§ **Extracted records**

______

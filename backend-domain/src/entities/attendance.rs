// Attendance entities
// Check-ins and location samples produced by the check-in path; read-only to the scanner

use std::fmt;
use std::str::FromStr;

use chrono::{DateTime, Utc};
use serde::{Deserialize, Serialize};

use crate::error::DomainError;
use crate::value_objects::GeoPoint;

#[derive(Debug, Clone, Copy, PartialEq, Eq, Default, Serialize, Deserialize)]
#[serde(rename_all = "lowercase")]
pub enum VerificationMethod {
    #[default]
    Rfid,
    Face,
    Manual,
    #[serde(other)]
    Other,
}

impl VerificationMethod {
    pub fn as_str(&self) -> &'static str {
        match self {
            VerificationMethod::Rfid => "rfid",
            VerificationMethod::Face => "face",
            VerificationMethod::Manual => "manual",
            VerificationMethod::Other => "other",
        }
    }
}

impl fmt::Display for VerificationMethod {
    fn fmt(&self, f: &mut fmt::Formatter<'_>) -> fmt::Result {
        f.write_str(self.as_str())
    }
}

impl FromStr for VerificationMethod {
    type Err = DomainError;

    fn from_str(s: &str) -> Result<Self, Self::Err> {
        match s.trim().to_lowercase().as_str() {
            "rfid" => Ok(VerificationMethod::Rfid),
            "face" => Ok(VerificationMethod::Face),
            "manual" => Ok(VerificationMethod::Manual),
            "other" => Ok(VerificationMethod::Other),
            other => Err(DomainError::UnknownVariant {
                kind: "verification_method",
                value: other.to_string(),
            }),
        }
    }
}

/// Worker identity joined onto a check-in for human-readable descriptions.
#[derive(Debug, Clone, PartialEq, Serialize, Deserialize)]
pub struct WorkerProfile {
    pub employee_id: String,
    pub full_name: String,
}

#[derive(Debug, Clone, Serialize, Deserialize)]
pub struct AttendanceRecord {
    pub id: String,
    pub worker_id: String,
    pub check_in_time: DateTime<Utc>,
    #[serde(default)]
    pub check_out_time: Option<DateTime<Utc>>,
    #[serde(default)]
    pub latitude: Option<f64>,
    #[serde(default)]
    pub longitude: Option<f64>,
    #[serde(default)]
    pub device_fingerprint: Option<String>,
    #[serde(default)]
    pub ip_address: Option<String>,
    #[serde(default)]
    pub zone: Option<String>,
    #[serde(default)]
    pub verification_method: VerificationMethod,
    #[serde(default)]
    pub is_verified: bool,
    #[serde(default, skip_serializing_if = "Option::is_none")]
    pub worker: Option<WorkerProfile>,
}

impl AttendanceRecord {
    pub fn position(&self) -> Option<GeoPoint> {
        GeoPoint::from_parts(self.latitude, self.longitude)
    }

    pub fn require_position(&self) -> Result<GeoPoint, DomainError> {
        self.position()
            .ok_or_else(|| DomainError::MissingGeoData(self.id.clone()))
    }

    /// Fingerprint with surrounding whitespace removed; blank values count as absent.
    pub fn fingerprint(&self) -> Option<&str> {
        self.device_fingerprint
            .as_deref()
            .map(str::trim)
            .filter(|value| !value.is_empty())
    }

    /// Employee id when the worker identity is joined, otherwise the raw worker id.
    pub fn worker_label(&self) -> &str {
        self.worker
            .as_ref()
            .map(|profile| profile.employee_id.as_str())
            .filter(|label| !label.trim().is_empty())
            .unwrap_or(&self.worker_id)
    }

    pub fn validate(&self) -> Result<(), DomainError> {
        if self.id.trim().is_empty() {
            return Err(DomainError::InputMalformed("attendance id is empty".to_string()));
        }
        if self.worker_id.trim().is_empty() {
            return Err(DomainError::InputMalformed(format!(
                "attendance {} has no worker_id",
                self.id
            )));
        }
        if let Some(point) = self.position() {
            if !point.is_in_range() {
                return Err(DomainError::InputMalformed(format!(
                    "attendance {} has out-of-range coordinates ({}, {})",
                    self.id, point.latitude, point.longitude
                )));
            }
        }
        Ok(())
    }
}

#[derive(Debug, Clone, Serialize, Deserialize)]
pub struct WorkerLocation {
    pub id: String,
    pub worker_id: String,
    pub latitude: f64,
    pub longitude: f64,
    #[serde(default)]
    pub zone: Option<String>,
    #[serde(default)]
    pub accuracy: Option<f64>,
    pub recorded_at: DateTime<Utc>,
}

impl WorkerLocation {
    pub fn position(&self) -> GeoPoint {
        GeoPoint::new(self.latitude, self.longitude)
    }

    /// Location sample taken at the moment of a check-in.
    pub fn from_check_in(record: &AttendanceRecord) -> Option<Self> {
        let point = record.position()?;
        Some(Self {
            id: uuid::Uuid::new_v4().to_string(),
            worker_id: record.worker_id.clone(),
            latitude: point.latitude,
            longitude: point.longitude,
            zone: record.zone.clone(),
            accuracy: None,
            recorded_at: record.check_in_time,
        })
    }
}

______

§ **Task goal**
Your reply should hold all the entries, each repeated without a single change.

§ **Result of this task**
filename backend-domain/src/entities/attendance.rs
// Attendance entities
// Check-ins and location samples produced by the check-in path; read-only to the scanner

use std::fmt;
use std::str::FromStr;

use chrono::{DateTime, Utc};
use serde::{Deserialize, Serialize};

use crate::error::DomainError;
use crate::value_objects::GeoPoint;

#[derive(Debug, Clone, Copy, PartialEq, Eq, Default, Serialize, Deserialize)]
#[serde(rename_all = "lowercase")]
pub enum VerificationMethod {
    #[default]
    Rfid,
    Face,
    Manual,
    #[serde(other)]
    Other,
}

impl VerificationMethod {
    pub fn as_str(&self) -> &'static str {
        match self {
            VerificationMethod::Rfid => "rfid",
            VerificationMethod::Face => "face",
            VerificationMethod::Manual => "manual",
            VerificationMethod::Other => "other",
        }
    }
}

impl fmt::Display for VerificationMethod {
    fn fmt(&self, f: &mut fmt::Formatter<'_>) -> fmt::Result {
        f.write_str(self.as_str())
    }
}

impl FromStr for VerificationMethod {
    type Err = DomainError;

    fn from_str(s: &str) -> Result<Self, Self::Err> {
        match s.trim().to_lowercase().as_str() {
            "rfid" => Ok(VerificationMethod::Rfid),
            "face" => Ok(VerificationMethod::Face),
            "manual" => Ok(VerificationMethod::Manual),
            "other" => Ok(VerificationMethod::Other),
            other => Err(DomainError::UnknownVariant {
                kind: "verification_method",
                value: other.to_string(),
            }),
        }
    }
}

/// Worker identity joined onto a check-in for human-readable descriptions.
#[derive(Debug, Clone, PartialEq, Serialize, Deserialize)]
pub struct WorkerProfile {
    pub employee_id: String,
    pub full_name: String,
}

#[derive(Debug, Clone, Serialize, Deserialize)]
pub struct AttendanceRecord {
    pub id: String,
    pub worker_id: String,
    pub check_in_time: DateTime<Utc>,
    #[serde(default)]
    pub check_out_time: Option<DateTime<Utc>>,
    #[serde(default)]
    pub latitude: Option<f64>,
    #[serde(default)]
    pub longitude: Option<f64>,
    #[serde(default)]
    pub device_fingerprint: Option<String>,
    #[serde(default)]
    pub ip_address: Option<String>,
    #[serde(default)]
    pub zone: Option<String>,
    #[serde(default)]
    pub verification_method: VerificationMethod,
    #[serde(default)]
    pub is_verified: bool,
    #[serde(default, skip_serializing_if = "Option::is_none")]
    pub worker: Option<WorkerProfile>,
}

impl AttendanceRecord {
    pub fn position(&self) -> Option<GeoPoint> {
        GeoPoint::from_parts(self.latitude, self.longitude)
    }

    pub fn require_position(&self) -> Result<GeoPoint, DomainError> {
        self.position()
            .ok_or_else(|| DomainError::MissingGeoData(self.id.clone()))
    }

    /// Fingerprint with surrounding whitespace removed; blank values count as absent.
    pub fn fingerprint(&self) -> Option<&str> {
        self.device_fingerprint
            .as_deref()
            .map(str::trim)
            .filter(|value| !value.is_empty())
    }

    /// Employee id when the worker identity is joined, otherwise the raw worker id.
    pub fn worker_label(&self) -> &str {
        self.worker
            .as_ref()
            .map(|profile| profile.employee_id.as_str())
            .filter(|label| !label.trim().is_empty())
            .unwrap_or(&self.worker_id)
    }

    pub fn validate(&self) -> Result<(), DomainError> {
        if self.id.trim().is_empty() {
            return Err(DomainError::InputMalformed("attendance id is empty".to_string()));
        }
        if self.worker_id.trim().is_empty() {
            return Err(DomainError::InputMalformed(format!(
                "attendance {} has no worker_id",
                self.id
            )));
        }
        if let Some(point) = self.position() {
            if !point.is_in_range() {
                return Err(DomainError::InputMalformed(format!(
                    "attendance {} has out-of-range coordinates ({}, {})",
                    self.id, point.latitude, point.longitude
                )));
            }
        }
        Ok(())
    }
}

#[derive(Debug, Clone, Serialize, Deserialize)]
pub struct WorkerLocation {
    pub id: String,
    pub worker_id: String,
    pub latitude: f64,
    pub longitude: f64,
    #[serde(default)]
    pub zone: Option<String>,
    #[serde(default)]
    pub accuracy: Option<f64>,
    pub recorded_at: DateTime<Utc>,
}

impl WorkerLocation {
    pub fn position(&self) -> GeoPoint {
        GeoPoint::new(self.latitude, self.longitude)
    }

    /// Location sample taken at the moment of a check-in.
    pub fn from_check_in(record: &AttendanceRecord) -> Option<Self> {
        let point = record.position()?;
        Some(Self {
            id: uuid::Uuid::new_v4().to_string(),
            worker_id: record.worker_id.clone(),
            latitude: point.latitude,
            longitude: point.longitude,
            zone: record.zone.clone(),
            accuracy: None,
            recorded_at: record.check_in_time,
        })
    }
}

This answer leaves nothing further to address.